Jaime Faria admite ter acusado a pressão frente ao belga Zizou Bergs

Jaime Faria: «Ainda sinto muita pressão a este nível»

«Não consigo estar preparado para o próximo ponto da mesma maneira e tenho de trabalhar em manter frieza e não mostrar tantas emoções», admitiu o português após a derrota na 2.ª ronda de Wimbledon frente ao belga Zizou Bergs

Jaime Faria foi eliminado na segunda ronda do torneio de Wimbledon, ao perder com o belga Zizou Bergs em quatro sets, pelos parciais de 7-6 (8-6), 4-6, 6-2 e 6-3. Um momento crucial no terceiro set, quando o tenista português dispôs de uma oportunidade para quebrar o serviço do adversário, acabou por ditar o rumo do encontro.

O número dois português, 98.º do ranking ATP, equilibrou a partida com o 37.º mundial, especialmente após recuperar da perda do primeiro set no tie-break. Faria venceu o segundo parcial por 6-4 e parecia estar por cima no encontro.

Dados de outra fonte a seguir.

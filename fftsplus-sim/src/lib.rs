//! Host-side stand-ins for the device runtime and the graph services, for
//! driving `fftsplus-slicer` sub-tasks without an accelerator.

mod context;
mod runtime;
mod services;

pub use context::SimContext;
pub use runtime::{RtOp, SimRuntime, DEVICE_BASE};
pub use services::{KernelTable, ScriptedPartitioner, SimServices, TableUpdater, TilingTable};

No terceiro set, com o marcador em 2-1 a favor, teve a chance de fazer o 3-1, mas um erro não forçado permitiu a Bergs recuperar e virar o resultado para 3-2. Esse momento quebrou a resistência do português, que cedeu o set por 6-2, optando por poupar energias.

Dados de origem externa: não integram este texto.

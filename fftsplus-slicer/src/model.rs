//! The slice of the graph model a sub-task needs: node descriptions, engine
//! tags, and the table of compiled parent tasks that `load` binds against.

use std::collections::HashMap;
use std::fmt;
use std::sync::Arc;

use smallvec::SmallVec;

use crate::collab::Services;

/// Device virtual address.
pub type DevicePtr = u64;

#[derive(Debug, Clone, Copy, PartialEq, Eq, Hash, Default)]
pub struct StreamId(pub u32);

/// Physical execution engine of the accelerator.
#[derive(Debug, Clone, Copy, PartialEq, Eq, Hash)]
pub enum Engine {
    /// cube (matrix) engine
    Aic,
    /// vector engine
    Aiv,
    /// general purpose scalar engine
    Aicpu,
}

impl Engine {
    // kernel name prefix used by the cache-resident mixed mode
    pub fn mix_prefix(self) -> &'static str {
        match self {
            Engine::Aic => "mix_aic_",
            Engine::Aiv => "mix_aiv_",
            Engine::Aicpu => "",
        }
    }
}

/// Engine mode a sub-task is created for, keyed by its string tag.
#[derive(Debug, Clone, Copy, PartialEq, Eq, Hash)]
pub enum EngineType {
    Aic,
    Aiv,
    MixAic,
    MixAiv,
    Aicpu,
    MixL2,
}

impl EngineType {
    pub const ALL: [EngineType; 6] = [
        EngineType::Aic,
        EngineType::Aiv,
        EngineType::MixAic,
        EngineType::MixAiv,
        EngineType::Aicpu,
        EngineType::MixL2,
    ];

    pub fn tag(self) -> &'static str {
        match self {
            EngineType::Aic => "AIC",
            EngineType::Aiv => "AIV",
            EngineType::MixAic => "MIX_AIC",
            EngineType::MixAiv => "MIX_AIV",
            EngineType::Aicpu => "AICPU",
            EngineType::MixL2 => "MIX_L2",
        }
    }

    pub fn from_tag(tag: &str) -> Option<EngineType> {
        EngineType::ALL.into_iter().find(|ty| ty.tag() == tag)
    }

    // engines that run a slice of this mode, in argument order
    pub fn engines(self) -> SmallVec<[Engine; 2]> {
        match self {
            EngineType::Aic => smallvec::smallvec![Engine::Aic],
            EngineType::Aiv => smallvec::smallvec![Engine::Aiv],
            EngineType::MixAic | EngineType::MixAiv | EngineType::MixL2 => {
                smallvec::smallvec![Engine::Aic, Engine::Aiv]
            }
            EngineType::Aicpu => smallvec::smallvec![Engine::Aicpu],
        }
    }
}

impl fmt::Display for EngineType {
    fn fmt(&self, f: &mut fmt::Formatter<'_>) -> fmt::Result {
        f.write_str(self.tag())
    }
}

/// Static description of one operator node.
#[derive(Debug, Clone, Default)]
pub struct NodeDesc {
    pub name: String,
    pub op_type: String,
    pub kernel_name: String,
    pub input_count: usize,
    pub output_count: usize,
    pub attrs: HashMap<String, i64>,
}

impl NodeDesc {
    pub fn new(name: impl Into<String>, op_type: impl Into<String>) -> Self {
        NodeDesc {
            name: name.into(),
            op_type: op_type.into(),
            ..NodeDesc::default()
        }
    }

    pub fn with_io(mut self, inputs: usize, outputs: usize) -> Self {
        self.input_count = inputs;
        self.output_count = outputs;
        self
    }

    pub fn with_kernel(mut self, kernel_name: impl Into<String>) -> Self {
        self.kernel_name = kernel_name.into();
        self
    }

    pub fn with_attr(mut self, name: impl Into<String>, value: i64) -> Self {
        self.attrs.insert(name.into(), value);
        self
    }

    pub fn int_attr(&self, name: &str) -> Option<i64> {
        self.attrs.get(name).copied()
    }
}

/// Compiled task definition of a cache-resident mixed node: the address
/// list is fixed at compile time instead of derived from node I/O.
#[derive(Debug, Clone, Default)]
pub struct MixL2TaskDef {
    /// fixed-position slots at the head of the address list
    pub mode_addrs: SmallVec<[DevicePtr; 2]>,
    pub io_addrs: Vec<DevicePtr>,
}

/// Compiled state of the parent node task, shared read-only by every
/// sub-task bound to it.
pub struct ParentTask {
    pub node: NodeDesc,
    pub services: Arc<Services>,
    pub mix_l2: Option<MixL2TaskDef>,
}

impl ParentTask {
    pub fn new(node: NodeDesc, services: Arc<Services>) -> Self {
        ParentTask { node, services, mix_l2: None }
    }

    pub fn with_mix_l2(mut self, def: MixL2TaskDef) -> Self {
        self.mix_l2 = Some(def);
        self
    }
}

/// Node name -> compiled parent task.
#[derive(Default)]
pub struct TaskModel {
    parents: HashMap<String, Arc<ParentTask>>,
}

impl TaskModel {
    pub fn new() -> Self {
        Self::default()
    }

    pub fn insert(&mut self, parent: ParentTask) -> Arc<ParentTask> {
        let parent = Arc::new(parent);
        self.parents.insert(parent.node.name.clone(), Arc::clone(&parent));
        parent
    }

    pub fn find(&self, node_name: &str) -> Option<Arc<ParentTask>> {
        self.parents.get(node_name).cloned()
    }
}

#[cfg(test)]
mod tests {
    use super::*;

    #[test]
    fn tags_round_trip() {
        for ty in EngineType::ALL {
            assert_eq!(EngineType::from_tag(ty.tag()), Some(ty));
        }
        assert_eq!(EngineType::from_tag("DSA"), None);
    }

    #[test]
    fn mixed_modes_use_both_engines() {
        assert_eq!(EngineType::MixAiv.engines().as_slice(), &[Engine::Aic, Engine::Aiv]);
        assert_eq!(EngineType::Aiv.engines().as_slice(), &[Engine::Aiv]);
    }
}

Contudo, a quebra anímica manteve-se no quarto e último set, com Faria a não conseguir contrariar o ascendente de Bergs, que fechou o encontro com um 6-3.

No final da partida, em declarações citadas pelo Raquetc, Jaime Faria admitiu ter sentido a pressão e elogiou o adversário. «Hoje senti um bocadinho os momentos de pressão, mas foi 100% mérito do meu adversário. Houve um jogo em que ele começou a meter as respostas todas, de todas as maneiras, e isso na relva mete uma pressão no servidor com que é muito difícil de lidar e a que eu não estou habituado a este nível», explicou.

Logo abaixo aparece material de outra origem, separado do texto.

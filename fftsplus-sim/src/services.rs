use std::collections::HashMap;
use std::sync::atomic::{AtomicBool, AtomicU64, AtomicUsize, Ordering};
use std::sync::{Arc, Mutex, MutexGuard};

use log::trace;

use fftsplus_slicer::collab::{ContextUpdater, KernelStore, Services, ThreadPartitioner, TilingCalculator, UpdaterRegistry};
use fftsplus_slicer::{
    Engine, EngineType, HwTaskHandle, KernelEntry, NodeDesc, SliceError, SliceResult, SlicerConfig, TaskDescriptor,
    ThreadSliceParameters, TilingGroup, TilingRunInfo,
};

fn locked<T>(m: &Mutex<T>) -> MutexGuard<'_, T> {
    m.lock().unwrap_or_else(|poisoned| poisoned.into_inner())
}

/// Partitioner that only counts calls, or fails on demand.
#[derive(Default)]
pub struct ScriptedPartitioner {
    calls: AtomicUsize,
    fail: AtomicBool,
}

impl ScriptedPartitioner {
    pub fn calls(&self) -> usize {
        self.calls.load(Ordering::SeqCst)
    }

    pub fn set_fail(&self, fail: bool) {
        self.fail.store(fail, Ordering::SeqCst);
    }
}

impl ThreadPartitioner for ScriptedPartitioner {
    fn partition(&self, node: &NodeDesc) -> SliceResult<()> {
        self.calls.fetch_add(1, Ordering::SeqCst);
        if self.fail.load(Ordering::SeqCst) {
            return Err(SliceError::collaborator("thread partition", &node.name, "scripted failure"));
        }
        Ok(())
    }
}

/// Tiling results looked up by thread group. A missing group yields no op.
#[derive(Default)]
pub struct TilingTable {
    infos: Mutex<HashMap<TilingGroup, TilingRunInfo>>,
}

impl TilingTable {
    pub fn set(&self, info: TilingRunInfo) {
        locked(&self.infos).insert(info.group, info);
    }

    pub fn remove(&self, group: TilingGroup) -> Option<TilingRunInfo> {
        locked(&self.infos).remove(&group)
    }
}

impl TilingCalculator for TilingTable {
    fn calculate(&self, node: &NodeDesc, group: TilingGroup) -> SliceResult<Option<TilingRunInfo>> {
        trace!("{}: tiling for {}", node.name, group);
        Ok(locked(&self.infos).get(&group).cloned())
    }
}

/// Compiled kernels by name.
#[derive(Default)]
pub struct KernelTable {
    kernels: Mutex<HashMap<String, KernelEntry>>,
}

impl KernelTable {
    pub fn insert(&self, name: impl Into<String>, entry: KernelEntry) {
        locked(&self.kernels).insert(name.into(), entry);
    }
}

impl KernelStore for KernelTable {
    fn lookup(&self, kernel_name: &str) -> Option<KernelEntry> {
        locked(&self.kernels).get(kernel_name).copied()
    }
}

/// Context updater answering from fixed tables. Entries are keyed by
/// `(engine, tiling key)`; every finalize hands out a fresh handle and
/// keeps a copy of the descriptor it was given.
pub struct TableUpdater {
    params: Mutex<ThreadSliceParameters>,
    entries: Mutex<HashMap<(Engine, u64), KernelEntry>>,
    lookups: AtomicUsize,
    fail_finalize: AtomicBool,
    next_handle: AtomicU64,
    finalized: Mutex<Vec<TaskDescriptor>>,
}

impl TableUpdater {
    pub fn new(params: ThreadSliceParameters) -> Self {
        TableUpdater {
            params: Mutex::new(params),
            entries: Mutex::default(),
            lookups: AtomicUsize::new(0),
            fail_finalize: AtomicBool::new(false),
            next_handle: AtomicU64::new(1),
            finalized: Mutex::default(),
        }
    }

    pub fn set_params(&self, params: ThreadSliceParameters) {
        *locked(&self.params) = params;
    }

    pub fn add_entry(&self, engine: Engine, tiling_key: u64, entry: KernelEntry) {
        locked(&self.entries).insert((engine, tiling_key), entry);
    }

    pub fn lookups(&self) -> usize {
        self.lookups.load(Ordering::SeqCst)
    }

    pub fn set_fail_finalize(&self, fail: bool) {
        self.fail_finalize.store(fail, Ordering::SeqCst);
    }

    pub fn finalized(&self) -> Vec<TaskDescriptor> {
        locked(&self.finalized).clone()
    }
}

impl ContextUpdater for TableUpdater {
    fn thread_slice_params(&self, _node: &NodeDesc, _tiling: &[TilingRunInfo]) -> SliceResult<ThreadSliceParameters> {
        Ok(locked(&self.params).clone())
    }

    fn entry_and_prefetch(&self, node: &NodeDesc, tiling_key: u64, engine: Engine) -> SliceResult<KernelEntry> {
        self.lookups.fetch_add(1, Ordering::SeqCst);
        locked(&self.entries)
            .get(&(engine, tiling_key))
            .copied()
            .ok_or_else(|| SliceError::KernelNotFound(format!("{}_{:?}_{}", node.kernel_name, engine, tiling_key)))
    }

    fn finalize(&self, node: &NodeDesc, descriptor: &TaskDescriptor) -> SliceResult<HwTaskHandle> {
        if self.fail_finalize.load(Ordering::SeqCst) {
            return Err(SliceError::collaborator("context update", &node.name, "scripted failure"));
        }
        locked(&self.finalized).push(descriptor.clone());
        Ok(HwTaskHandle(self.next_handle.fetch_add(1, Ordering::SeqCst)))
    }
}

/// The fakes of one parent task, kept reachable for inspection after they
/// are handed to the slicer as a [`Services`] bundle.
pub struct SimServices {
    pub partitioner: Arc<ScriptedPartitioner>,
    pub tiling: Arc<TilingTable>,
    pub kernels: Arc<KernelTable>,
    pub updater: Arc<TableUpdater>,
}

impl SimServices {
    pub fn new(params: ThreadSliceParameters) -> Self {
        SimServices {
            partitioner: Arc::default(),
            tiling: Arc::default(),
            kernels: Arc::default(),
            updater: Arc::new(TableUpdater::new(params)),
        }
    }

    /// Bundle with the table updater registered for every engine tag.
    pub fn services(&self, config: SlicerConfig) -> Services {
        self.services_for(config, &EngineType::ALL)
    }

    pub fn services_for(&self, config: SlicerConfig, engine_types: &[EngineType]) -> Services {
        let mut updaters = UpdaterRegistry::new();
        for ty in engine_types {
            updaters.register(ty.tag(), self.updater.clone() as Arc<dyn ContextUpdater>);
        }
        Services {
            partitioner: self.partitioner.clone(),
            tiling: self.tiling.clone(),
            kernels: self.kernels.clone(),
            updaters,
            config,
        }
    }
}

#[cfg(test)]
mod tests {
    use super::*;
    use fftsplus_slicer::SliceGroup;

    #[test]
    fn missing_group_is_no_op() {
        let table = TilingTable::default();
        let node = NodeDesc::new("add", "Add");
        let group = TilingGroup::new(Engine::Aiv, SliceGroup::Tail);
        assert!(table.calculate(&node, group).unwrap().is_none());
        table.set(TilingRunInfo::new(group, vec![1, 2], 9));
        assert_eq!(table.calculate(&node, group).unwrap().unwrap().tiling_key, 9);
    }

    #[test]
    fn finalize_hands_out_fresh_handles() {
        let updater = TableUpdater::new(ThreadSliceParameters::default());
        let node = NodeDesc::new("add", "Add");
        let a = updater.finalize(&node, &TaskDescriptor::default()).unwrap();
        let b = updater.finalize(&node, &TaskDescriptor::default()).unwrap();
        assert_ne!(a, b);
        assert_eq!(updater.finalized().len(), 2);
        updater.set_fail_finalize(true);
        assert!(updater.finalize(&node, &TaskDescriptor::default()).is_err());
    }
}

O tenista luso reconheceu a necessidade de evoluir mentalmente. «Isso desgasta mentalmente, não consigo estar preparado para o próximo ponto da mesma maneira e claramente tenho de trabalhar em manter a minha frieza e não mostrar tantas emoções», afirmou, acrescentando: «Se quero dar um step-up no meu nível é isto que tenho de melhorar para ter outro tipo de energia, não perder tanto a cabeça e não deixar de pensar.»

Faria usou o exemplo do encontro entre Nuno Borges e Jannik Sinner para ilustrar a consistência mental necessária a este nível. «Ontem vi o Nuno com o Sinner, não havia essa margem. Não senti o Sinner a jogar assim tão bem, mas mesmo assim estava sempre lá, sempre lá, não abria a boca e é claríssimo que tenho de melhorar isso», concluiu.

Com a eliminação de Jaime Faria, que se seguiu à de Nuno Borges, o quadro de singulares do Grand Slam britânico fica sem representantes portugueses. A participação lusa em Wimbledon prossegue agora apenas na variante de pares, com Francisco Cabral, que, ao lado do austríaco Lucas Miedler, já garantiu a passagem à segunda ronda.

Terminada a temporada de relva, o calendário de Jaime Faria inclui agora dois torneios ATP 250 em terra batida, em Gstaad (Suíça) e o Millennium Estoril Open, antes da digressão norte-americana. A sua posição no ranking deverá permitir-lhe a entrada direta no quadro principal do US Open, em Nova Iorque, evitando a fase de qualificação.